§ Exercise requirements: Your response should consist of the data that follows, repeated in full without alteration.

§ Records for processing:
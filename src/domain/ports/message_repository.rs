use crate::domain::entities::Message;
use crate::domain::errors::DomainResult;
use async_trait::async_trait;

#[async_trait]
pub trait MessageRepository: Send + Sync {
    async fn save_message(&self, message: &Message) -> DomainResult<()>;
    async fn get_message_by_id(&self, id: &str) -> DomainResult<Option<Message>>;
}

§ Solution for this problem:
filename src/domain/ports/message_repository.rs
use crate::domain::entities::Message;
use crate::domain::errors::DomainResult;
use async_trait::async_trait;

#[async_trait]
pub trait MessageRepository: Send + Sync {
    async fn save_message(&self, message: &Message) -> DomainResult<()>;
    async fn get_message_by_id(&self, id: &str) -> DomainResult<Option<Message>>;
}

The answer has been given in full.